Extracted records
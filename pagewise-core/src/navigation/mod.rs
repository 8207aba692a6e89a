//! Navigation document discovery, parsing and global ordering
//!
//! Two schema families are supported: the EPUB 3 XHTML `nav` document
//! ([`markup`]) and the EPUB 2 NCX ([`legacy`]). Exactly one document is
//! chosen per container; both parsers produce the same [`NavEntry`] tree,
//! which is then resolved against the spine into [`OrderedAnchor`]s sorted in
//! reading order.

pub mod legacy;
pub mod markup;

use crate::container::{Container, Item, ItemKind};
use crate::error::NavigationError;
use crate::locator::locate;
use crate::slicer::SpineContent;
use crate::types::{NavEntry, OrderedAnchor};
use percent_encoding::percent_decode_str;
use regex::Regex;
use std::sync::LazyLock;
use tracing::{debug, info, warn};

/// Title used for entries without any label text
pub const UNTITLED_SECTION: &str = "Untitled Section";

static PAGE_LIST_RE: LazyLock<Regex> =
    LazyLock::new(|| Regex::new(r#"(?i)epub:type\s*=\s*['"]page-list['"]"#).unwrap());

/// Schema family of a navigation document
#[derive(Debug, Clone, Copy, PartialEq, Eq)]
pub enum NavSchema {
    /// EPUB 3 XHTML `nav`
    Markup,

    /// EPUB 2 NCX
    Legacy,
}

/// The authoritative navigation document of a container
#[derive(Debug, Clone)]
pub struct NavDocument {
    pub name: String,
    pub schema: NavSchema,
    content: String,
}

impl NavDocument {
    /// Pick the navigation document, first match wins:
    /// a nav-typed markup item named like `nav`, any nav-typed markup item,
    /// the NCX, then any document embedding a `toc` nav.
    pub fn resolve(container: &Container) -> Result<Self, NavigationError> {
        let nav_items: Vec<&Item> = container.items_of_kind(ItemKind::Navigation).collect();

        let preferred = nav_items
            .iter()
            .find(|item| item.is_markup() && item.name.to_lowercase().contains("nav"))
            .or_else(|| nav_items.iter().find(|item| item.is_markup()));
        if let Some(item) = preferred {
            info!("Using navigation document {}", item.name);
            return Ok(Self::from_item(item, NavSchema::Markup));
        }

        if let Some(item) = nav_items.iter().find(|item| item.is_ncx()) {
            info!("Using NCX navigation {}", item.name);
            return Ok(Self::from_item(item, NavSchema::Legacy));
        }

        if let Some(document) = Self::embedded(container) {
            return Ok(document);
        }

        warn!("No navigation document found");
        Err(NavigationError::NotFound)
    }

    /// First content document embedding a `toc` nav
    pub fn embedded(container: &Container) -> Option<Self> {
        let item = container.items_of_kind(ItemKind::Document).find(|item| {
            let content = item.content_str();
            content.contains("<nav")
                && content.contains(r#"epub:type="toc""#)
                && markup::has_toc_nav(&content)
        })?;
        info!("Using navigation embedded in {}", item.name);
        Some(Self::from_item(item, NavSchema::Markup))
    }

    fn from_item(item: &Item, schema: NavSchema) -> Self {
        Self {
            name: item.name.clone(),
            schema,
            content: item.content_str().into_owned(),
        }
    }

    /// Build a navigation document from raw content
    pub fn new(name: impl Into<String>, schema: NavSchema, content: impl Into<String>) -> Self {
        Self {
            name: name.into(),
            schema,
            content: content.into(),
        }
    }

    /// Parse the unresolved entry tree
    pub fn entries(&self) -> Result<Vec<NavEntry>, NavigationError> {
        match self.schema {
            NavSchema::Markup => Ok(markup::parse_toc(&self.content)),
            NavSchema::Legacy => legacy::parse_nav_map(&self.content, &self.name),
        }
    }
}

/// Resolved navigation: display tree plus anchors in reading order
#[derive(Debug, Clone)]
pub struct Navigation {
    /// Name of the navigation document used
    pub document: String,

    pub schema: NavSchema,

    /// Entry tree in navigation order, `has_content` set for resolved entries
    pub tree: Vec<NavEntry>,

    /// Resolved entries sorted by `(doc_order, position)`
    pub anchors: Vec<OrderedAnchor>,
}

impl Navigation {
    /// Discover, parse and order the container's navigation
    ///
    /// An NCX that cannot be read even leniently gives way to a content
    /// document with an embedded `toc` nav, when there is one.
    pub fn load(container: &Container, content: &SpineContent) -> Result<Self, NavigationError> {
        let document = NavDocument::resolve(container)?;
        match Self::from_document(&document, content) {
            Err(err @ NavigationError::Malformed { .. }) if document.schema == NavSchema::Legacy => {
                let Some(embedded) = NavDocument::embedded(container) else {
                    return Err(err);
                };
                warn!("{}, falling back to {}", err, embedded.name);
                Self::from_document(&embedded, content)
            }
            result => result,
        }
    }

    /// Parse and order a specific navigation document
    ///
    /// Fails with [`NavigationError::NoValidEntries`] when no entry resolves
    /// to a spine document.
    pub fn from_document(
        document: &NavDocument,
        content: &SpineContent,
    ) -> Result<Self, NavigationError> {
        let entries = document.entries()?;
        let resolver = HrefResolver::new(&document.name, content.spine());

        let mut anchors = Vec::new();
        let tree = resolve_entries(entries, document.schema, &resolver, content, &mut anchors);

        if anchors.is_empty() {
            warn!("No valid navigation entries found in {}", document.name);
            return Err(NavigationError::NoValidEntries(document.name.clone()));
        }

        anchors.sort_by_key(OrderedAnchor::sort_key);
        info!(
            "Ordered {} of {} navigation entries from {}",
            anchors.len(),
            tree.iter().map(NavEntry::entry_count).sum::<usize>(),
            document.name
        );

        Ok(Self {
            document: document.name.clone(),
            schema: document.schema,
            tree,
            anchors,
        })
    }
}

fn resolve_entries(
    entries: Vec<NavEntry>,
    schema: NavSchema,
    resolver: &HrefResolver<'_>,
    content: &SpineContent,
    anchors: &mut Vec<OrderedAnchor>,
) -> Vec<NavEntry> {
    let mut kept = Vec::with_capacity(entries.len());

    for mut entry in entries {
        if let Some(src) = entry.src.as_deref() {
            match resolve_anchor(resolver, content, src, &entry.title) {
                Some(anchor) => {
                    anchors.push(anchor);
                    entry.has_content = true;
                }
                None => warn!(
                    "Entry '{}' points to '{}' which is not in the spine",
                    entry.title, src
                ),
            }
        }

        let children = std::mem::take(&mut entry.children);
        entry.children = resolve_entries(children, schema, resolver, content, anchors);

        // Empty NCX folders are dropped; markup entries are always kept
        let keep = match schema {
            NavSchema::Markup => true,
            NavSchema::Legacy => {
                !entry.title.is_empty() && (entry.has_content || !entry.children.is_empty())
            }
        };
        if keep {
            kept.push(entry);
        }
    }
    kept
}

/// Resolve a `document#fragment` link to a spine position
pub fn resolve_anchor(
    resolver: &HrefResolver<'_>,
    content: &SpineContent,
    src: &str,
    title: &str,
) -> Option<OrderedAnchor> {
    let (path, fragment) = split_src(src);
    let (doc_href, doc_order) = resolver.resolve(path)?;
    let position = locate(content.document(doc_href), fragment);
    debug!("Anchor '{}' at {}:{}", src, doc_href, position);

    Some(OrderedAnchor {
        src: src.to_string(),
        title: title.to_string(),
        doc_href: doc_href.to_string(),
        position,
        doc_order,
    })
}

/// Split a link into its path and optional fragment
pub fn split_src(src: &str) -> (&str, Option<&str>) {
    match src.split_once('#') {
        Some((path, fragment)) => (path, Some(fragment).filter(|f| !f.is_empty())),
        None => (src, None),
    }
}

/// Matches navigation links against spine document names
#[derive(Debug, Clone)]
pub struct HrefResolver<'a> {
    document: String,
    base_dir: String,
    spine: &'a [String],
}

impl<'a> HrefResolver<'a> {
    /// Resolver for links written in the document `relative_to`
    pub fn new(relative_to: &str, spine: &'a [String]) -> Self {
        let base_dir = relative_to
            .rsplit_once('/')
            .map(|(dir, _)| dir.to_string())
            .unwrap_or_default();
        Self {
            document: relative_to.to_string(),
            base_dir,
            spine,
        }
    }

    /// Spine name and index for a link path
    ///
    /// Tries the path resolved against the linking document, then the path as
    /// written, each raw and percent-decoded, and finally a case-insensitive
    /// basename match.
    pub fn resolve(&self, path: &str) -> Option<(&'a str, usize)> {
        let joined = if path.is_empty() {
            self.document.clone()
        } else {
            join_path(&self.base_dir, path)
        };
        let candidates = [joined.clone(), decode(&joined), path.to_string(), decode(path)];

        for candidate in &candidates {
            if let Some(found) = self.find(|name| name == candidate.as_str()) {
                return Some(found);
            }
            if let Some(found) = self.find(|name| decode(name) == *candidate) {
                return Some(found);
            }
        }

        let wanted = basename(&decode(&joined)).to_lowercase();
        if wanted.is_empty() {
            return None;
        }
        self.find(|name| basename(&decode(name)).to_lowercase() == wanted)
    }

    fn find(&self, matches: impl Fn(&str) -> bool) -> Option<(&'a str, usize)> {
        let spine: &'a [String] = self.spine;
        spine
            .iter()
            .enumerate()
            .find(|(_, name)| matches(name.as_str()))
            .map(|(index, name)| (name.as_str(), index))
    }
}

fn decode(text: &str) -> String {
    percent_decode_str(text).decode_utf8_lossy().into_owned()
}

fn basename(path: &str) -> &str {
    path.rsplit('/').next().unwrap_or(path)
}

/// Join a relative link onto a directory, normalizing `.` and `..`
fn join_path(base_dir: &str, href: &str) -> String {
    let mut segments: Vec<&str> = Vec::new();
    let (base, href) = match href.strip_prefix('/') {
        Some(rooted) => ("", rooted),
        None => (base_dir, href),
    };

    for segment in base.split('/').chain(href.split('/')) {
        match segment {
            "" | "." => {}
            ".." => {
                segments.pop();
            }
            other => segments.push(other),
        }
    }
    segments.join("/")
}

/// A page-list navigation structure and its targets
#[derive(Debug, Clone)]
pub struct PageList {
    /// Document the page-list was found in
    pub document: String,

    /// Page targets in navigation order, never empty
    pub targets: Vec<PageTarget>,
}

/// One page-list entry: the literal page label and its link
#[derive(Debug, Clone, PartialEq, Eq)]
pub struct PageTarget {
    pub label: String,
    pub src: String,
}

/// Find the container's page-list, if any
///
/// Looks at navigation markup documents, then the NCX `pageList`, then any
/// content document with an embedded page-list `nav`. Lists without entries
/// are skipped.
pub fn find_page_list(container: &Container) -> Option<PageList> {
    let nav_items: Vec<&Item> = container.items_of_kind(ItemKind::Navigation).collect();

    for item in nav_items.iter().filter(|item| item.is_markup()) {
        if let Some(list) = markup_page_list(item) {
            return Some(list);
        }
    }

    let ncx = nav_items
        .iter()
        .copied()
        .find(|item| item.is_ncx())
        .or_else(|| container.items().iter().find(|item| item.is_ncx()));
    if let Some(item) = ncx {
        match legacy::parse_page_list(&item.content_str(), &item.name) {
            Ok(Some(targets)) if !targets.is_empty() => {
                info!("Found pageList in NCX {}", item.name);
                return Some(PageList {
                    document: item.name.clone(),
                    targets,
                });
            }
            Ok(_) => {}
            Err(e) => warn!("Ignoring page list: {}", e),
        }
    }

    container
        .items_of_kind(ItemKind::Document)
        .find_map(markup_page_list)
}

fn markup_page_list(item: &Item) -> Option<PageList> {
    let content = item.content_str();
    if !PAGE_LIST_RE.is_match(&content) {
        return None;
    }
    let targets = markup::parse_page_list(&content).filter(|targets| !targets.is_empty())?;
    info!("Found page-list in {}", item.name);
    Some(PageList {
        document: item.name.clone(),
        targets,
    })
}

» TASK DIRECTIONS
Lines from the top of the entries through the line with "pub fn resolve(container: &Container)" are to be transcribed exactly, and nothing more.

» SOLUTION FOR THIS EXERCISE
filename pagewise-core/src/navigation/mod.rs
repository 8207aba692a6e89a
//! Navigation document discovery, parsing and global ordering
//!
//! Two schema families are supported: the EPUB 3 XHTML `nav` document
//! ([`markup`]) and the EPUB 2 NCX ([`legacy`]). Exactly one document is
//! chosen per container; both parsers produce the same [`NavEntry`] tree,
//! which is then resolved against the spine into [`OrderedAnchor`]s sorted in
//! reading order.

pub mod legacy;
pub mod markup;

use crate::container::{Container, Item, ItemKind};
use crate::error::NavigationError;
use crate::locator::locate;
use crate::slicer::SpineContent;
use crate::types::{NavEntry, OrderedAnchor};
use percent_encoding::percent_decode_str;
use regex::Regex;
use std::sync::LazyLock;
use tracing::{debug, info, warn};

/// Title used for entries without any label text
pub const UNTITLED_SECTION: &str = "Untitled Section";

static PAGE_LIST_RE: LazyLock<Regex> =
    LazyLock::new(|| Regex::new(r#"(?i)epub:type\s*=\s*['"]page-list['"]"#).unwrap());

/// Schema family of a navigation document
#[derive(Debug, Clone, Copy, PartialEq, Eq)]
pub enum NavSchema {
    /// EPUB 3 XHTML `nav`
    Markup,

    /// EPUB 2 NCX
    Legacy,
}

/// The authoritative navigation document of a container
#[derive(Debug, Clone)]
pub struct NavDocument {
    pub name: String,
    pub schema: NavSchema,
    content: String,
}

impl NavDocument {
    /// Pick the navigation document, first match wins:
    /// a nav-typed markup item named like `nav`, any nav-typed markup item,
    /// the NCX, then any document embedding a `toc` nav.
    pub fn resolve(container: &Container) -> Result<Self, NavigationError> {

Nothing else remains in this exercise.